Apparatus: A testing device was made substantially in accordance with ASTM D 3702. The apparatus is designed to test the wear rate of self-lubricating materials and utilizes a thrust washer specimen configuration. The test machine is operated with a stationary test sample, and a steel rotating test specimen against the sample, under load. All samples were tested at a load of 26 pounds (130 psi) and a velocity of 540 rpm (150 fpm). In order to apply the correct load and speed, a fixture was designed to fit in a Bridgeport milling machine Model J Head Series II. The fixture was spring loaded so that, when compressed to the appropriate distance, it applied a 26 pound load. The milling machine was able to control the amount of compression and the speed at which the fixture operated. See Figures 1 and 2 for a schematic drawings of the rotating test specimen and the test fixture, respectively.

Rotating test specimen: The rotating test specimen was made of 1018 stainless steel, with a finish of 8-12 μ-inch. A diagram of the specimen is shown below. The specimen was exactly copied from the ASTM D 3702 test and is shown schematically in Figure 1.

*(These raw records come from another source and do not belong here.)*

//! Application service: the hexagonal core.
//!
//! [`PressTimer`] owns the FSM and its context.  It exposes a clean,
//! hardware-agnostic API.  All I/O flows through port traits injected at
//! call sites, making the entire service testable with mock adapters.
//!
//! ```text
//!  SensorReading ──▶ ┌────────────────────────┐ ──▶ CommandSink
//!     UserAction ──▶ │       PressTimer        │
//!           tick ──▶ │   FSM · countdown       │ ──▶ TarePort
//!                    └────────────────────────┘
//! ```

use log::{debug, info, warn};

use crate::config::SystemConfig;
use crate::fsm::context::{FsmContext, SensorReading};
use crate::fsm::states::build_state_table;
use crate::fsm::{AppState, Fsm, Stimulus};

use super::actions::UserAction;
use super::commands::Command;
use super::ports::{CommandSink, TarePort};

/// Display resolution of the pressure readout in grams.
const PRESSURE_DISPLAY_STEP_G: f32 = 10.0;

// ───────────────────────────────────────────────────────────────
// PressTimer
// ───────────────────────────────────────────────────────────────

/// The press-timer service: state machine plus countdown bookkeeping.
pub struct PressTimer {
    fsm: Fsm,
    ctx: FsmContext,
    /// Last pressure forwarded, quantised to the display step.
    last_pressure_step: Option<i32>,
    /// Set while the load cell is reporting invalid readings.
    sensor_faulted: bool,
}

impl PressTimer {
    /// Construct the service from configuration.
    ///
    /// Does **not** start the FSM: call [`start`](Self::start) next.
    pub fn new(config: SystemConfig) -> Self {
        Self {
            fsm: Fsm::new(build_state_table(), AppState::Calibrating),
            ctx: FsmContext::new(config),
            last_pressure_step: None,
            sensor_faulted: false,
        }
    }

    // ── Lifecycle ─────────────────────────────────────────────

    /// Enter Calibrating and announce the initial timer setting.
    pub fn start(&mut self, now_ms: u64, sink: &mut impl CommandSink) {
        self.ctx.now_ms = now_ms;
        self.fsm.start(&mut self.ctx);
        let duration = self.ctx.timer_duration_secs;
        self.ctx.emit(Command::TimerSetting(duration));
        self.ctx.emit(Command::UpdateTimer(i32::from(duration)));
        self.flush(sink);
        info!("PressTimer started in {:?}", self.fsm.current_state());
    }

    // ── Inputs ────────────────────────────────────────────────

    /// Process one user action.
    pub fn handle_action(
        &mut self,
        action: UserAction,
        now_ms: u64,
        sink: &mut impl CommandSink,
        tare: &impl TarePort,
    ) {
        debug!("action {:?} in {}", action, self.fsm.current_name());
        self.ctx.now_ms = now_ms;
        self.fsm.dispatch(&mut self.ctx, Stimulus::Action(action));
        if self.ctx.take_tare_request() {
            tare.request_tare();
        }
        self.flush(sink);
    }

    /// Process one sensor reading.
    ///
    /// Invalid readings never reach the state machine; the first one after
    /// a healthy period raises [`Command::SensorFault`], and the first valid
    /// one after that is always forwarded as [`Command::UpdatePressure`].  While Calibrating
    /// with a tare still outstanding the reading is stale and discarded.
    pub fn handle_reading(
        &mut self,
        reading: SensorReading,
        now_ms: u64,
        sink: &mut impl CommandSink,
        tare: &impl TarePort,
    ) {
        if !reading.valid {
            if !self.sensor_faulted {
                warn!("load cell reporting invalid readings");
                self.sensor_faulted = true;
                // The next valid reading must reach the display to clear the fault.
                self.last_pressure_step = None;
                sink.send(Command::SensorFault);
            }
            return;
        }
        if self.sensor_faulted {
            info!("load cell readings valid again");
            self.sensor_faulted = false;
        }
        if !self.accepts_readings(tare) {
            debug!("discarding pre-tare reading {:.1} g", reading.pressure);
            return;
        }

        self.ctx.now_ms = now_ms;
        self.ctx.current_pressure = reading.pressure;

        let step = (reading.pressure / PRESSURE_DISPLAY_STEP_G).round() as i32;
        if self.last_pressure_step != Some(step) {
            self.last_pressure_step = Some(step);
            self.ctx.emit(Command::UpdatePressure(reading.pressure));
        }

        self.fsm
            .dispatch(&mut self.ctx, Stimulus::Reading(reading.pressure));
        self.flush(sink);
    }

    /// Advance time-based transitions.
    pub fn tick(&mut self, now_ms: u64, sink: &mut impl CommandSink) {
        self.ctx.now_ms = now_ms;
        self.fsm.dispatch(&mut self.ctx, Stimulus::Tick);
        self.flush(sink);
    }

    /// `false` while Calibrating and the sensor has not finished the tare.
    pub fn accepts_readings(&self, tare: &impl TarePort) -> bool {
        !(self.fsm.current_state() == AppState::Calibrating && tare.tare_pending())
    }

    // ── Queries ───────────────────────────────────────────────

    /// Current FSM state.
    pub fn state(&self) -> AppState {
        self.fsm.current_state()
    }

    pub fn timer_duration_secs(&self) -> u16 {
        self.ctx.timer_duration_secs
    }

    pub fn timer_remaining_secs(&self) -> i32 {
        self.ctx.timer_remaining_secs
    }

    pub fn current_pressure(&self) -> f32 {
        self.ctx.current_pressure
    }

    pub fn sensor_faulted(&self) -> bool {
        self.sensor_faulted
    }

    // ── Internal ──────────────────────────────────────────────

    fn flush(&mut self, sink: &mut impl CommandSink) {
        for cmd in self.ctx.drain_outbox() {
            sink.send(cmd);
        }
    }
}
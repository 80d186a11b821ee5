//! Application core: pure domain logic, zero I/O.
//!
//! This module contains the business rules of the press timer: the
//! message types exchanged between tasks and the [`PressTimer`](service::PressTimer)
//! service that drives the state machine.  All interaction with hardware
//! happens through **port traits** defined in [`ports`], keeping this
//! layer fully testable without real peripherals.

pub mod actions;
pub mod commands;
pub mod ports;
pub mod service;
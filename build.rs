fn main() {
    // Host builds (tests, simulation) need no ESP-IDF environment.
    #[cfg(feature = "espidf")]
    embuild::espidf::sysenv::output();
}
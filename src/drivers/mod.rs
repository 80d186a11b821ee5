//! Peripheral drivers, generic over `embedded-hal` 1.0.

pub mod button;
pub mod hx711;
//! Polled, debounced push-buttons and the four-key keypad.
//!
//! ## Hardware
//!
//! Active-low momentary switches with pull-ups.  Each [`Button`] samples
//! its pin from the presentation task at the UI refresh rate and runs a
//! small debounce + gesture state machine.
//!
//! ## Gesture detection
//!
//! | Gesture     | Condition                           | Event        |
//! |-------------|-------------------------------------|--------------|
//! | Short press | Released after debounce, before 2 s | `ShortPress` |
//! | Long press  | Held >= 2 s (fires once, while held)| `LongPress`  |
//!
//! ## Keypad mapping
//!
//! | Key   | Gesture     | Event                      |
//! |-------|-------------|----------------------------|
//! | `+`   | short press | `Action(Increment)`        |
//! | `-`   | short press | `Action(Decrement)`        |
//! | Tare  | long press  | `Action(Tare)`             |
//! | Ack   | short press | `Action(AcknowledgeAlert)` |
//! | Ack   | long press  | `ToggleUnit`               |

use embedded_hal::digital::InputPin;
use heapless::Deque;

use crate::app::actions::UserAction;
use crate::app::ports::{InputEvent, InputPort};

const DEBOUNCE_MS: u64 = 50;
const LONG_PRESS_MS: u64 = 2000;

/// Button events emitted after gesture classification.
#[derive(Debug, Clone, Copy, PartialEq, Eq)]
pub enum ButtonEvent {
    ShortPress,
    LongPress,
}

/// Internal state machine for gesture detection.
#[derive(Debug, Clone, Copy, PartialEq, Eq)]
enum GestureState {
    Idle,
    DebounceWait { since_ms: u64 },
    Pressed { since_ms: u64 },
    /// Long press already reported; waiting for release.
    Held,
}

pub struct Button<P> {
    pin: P,
    state: GestureState,
}

impl<P: InputPin> Button<P> {
    pub fn new(pin: P) -> Self {
        Self {
            pin,
            state: GestureState::Idle,
        }
    }

    /// Sample the pin and advance the gesture state machine.
    /// Returns a classified gesture event, if any.
    pub fn tick(&mut self, now_ms: u64) -> Option<ButtonEvent> {
        // A failed read counts as released.
        let down = self.pin.is_low().unwrap_or(false);

        match self.state {
            GestureState::Idle => {
                if down {
                    self.state = GestureState::DebounceWait { since_ms: now_ms };
                }
                None
            }

            GestureState::DebounceWait { since_ms } => {
                if !down {
                    self.state = GestureState::Idle;
                } else if now_ms.saturating_sub(since_ms) >= DEBOUNCE_MS {
                    self.state = GestureState::Pressed { since_ms };
                }
                None
            }

            GestureState::Pressed { since_ms } => {
                if !down {
                    self.state = GestureState::Idle;
                    return Some(ButtonEvent::ShortPress);
                }
                if now_ms.saturating_sub(since_ms) >= LONG_PRESS_MS {
                    self.state = GestureState::Held;
                    return Some(ButtonEvent::LongPress);
                }
                None
            }

            GestureState::Held => {
                if !down {
                    self.state = GestureState::Idle;
                }
                None
            }
        }
    }
}

// ═══════════════════════════════════════════════════════════════
//  Keypad
// ═══════════════════════════════════════════════════════════════

/// Four physical keys mapped to [`InputEvent`]s.
pub struct Keypad<P> {
    plus: Button<P>,
    minus: Button<P>,
    tare: Button<P>,
    ack: Button<P>,
    pending: Deque<InputEvent, 4>,
}

impl<P: InputPin> Keypad<P> {
    pub fn new(plus: P, minus: P, tare: P, ack: P) -> Self {
        Self {
            plus: Button::new(plus),
            minus: Button::new(minus),
            tare: Button::new(tare),
            ack: Button::new(ack),
            pending: Deque::new(),
        }
    }

    fn scan(&mut self, now_ms: u64) {
        use ButtonEvent::{LongPress, ShortPress};

        let plus = match self.plus.tick(now_ms) {
            Some(ShortPress) => Some(InputEvent::Action(UserAction::Increment)),
            _ => None,
        };
        let minus = match self.minus.tick(now_ms) {
            Some(ShortPress) => Some(InputEvent::Action(UserAction::Decrement)),
            _ => None,
        };
        let tare = match self.tare.tick(now_ms) {
            Some(LongPress) => Some(InputEvent::Action(UserAction::Tare)),
            _ => None,
        };
        let ack = match self.ack.tick(now_ms) {
            Some(ShortPress) => Some(InputEvent::Action(UserAction::AcknowledgeAlert)),
            Some(LongPress) => Some(InputEvent::ToggleUnit),
            None => None,
        };

        // At most one event per key, so a scan never overflows an empty queue.
        for event in [plus, minus, tare, ack].into_iter().flatten() {
            let _ = self.pending.push_back(event);
        }
    }
}

impl<P: InputPin> InputPort for Keypad<P> {
    fn poll(&mut self, now_ms: u64) -> Option<InputEvent> {
        if self.pending.is_empty() {
            self.scan(now_ms);
        }
        self.pending.pop_front()
    }
}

Test fixture: The test fixture was designed to hold the rotating test specimen and apply a constant load. A schematic drawing of the fixture is shown in Figure 2. After the fixture was assembled, it was placed on an INSTRON® Universal Material Test Machine Model No. 5567, (Instron Corporation, Canton, MA) to determine the amount of compression required for 26 pounds of load. Figure 3 is a graph of the load vs. compression for the fixture.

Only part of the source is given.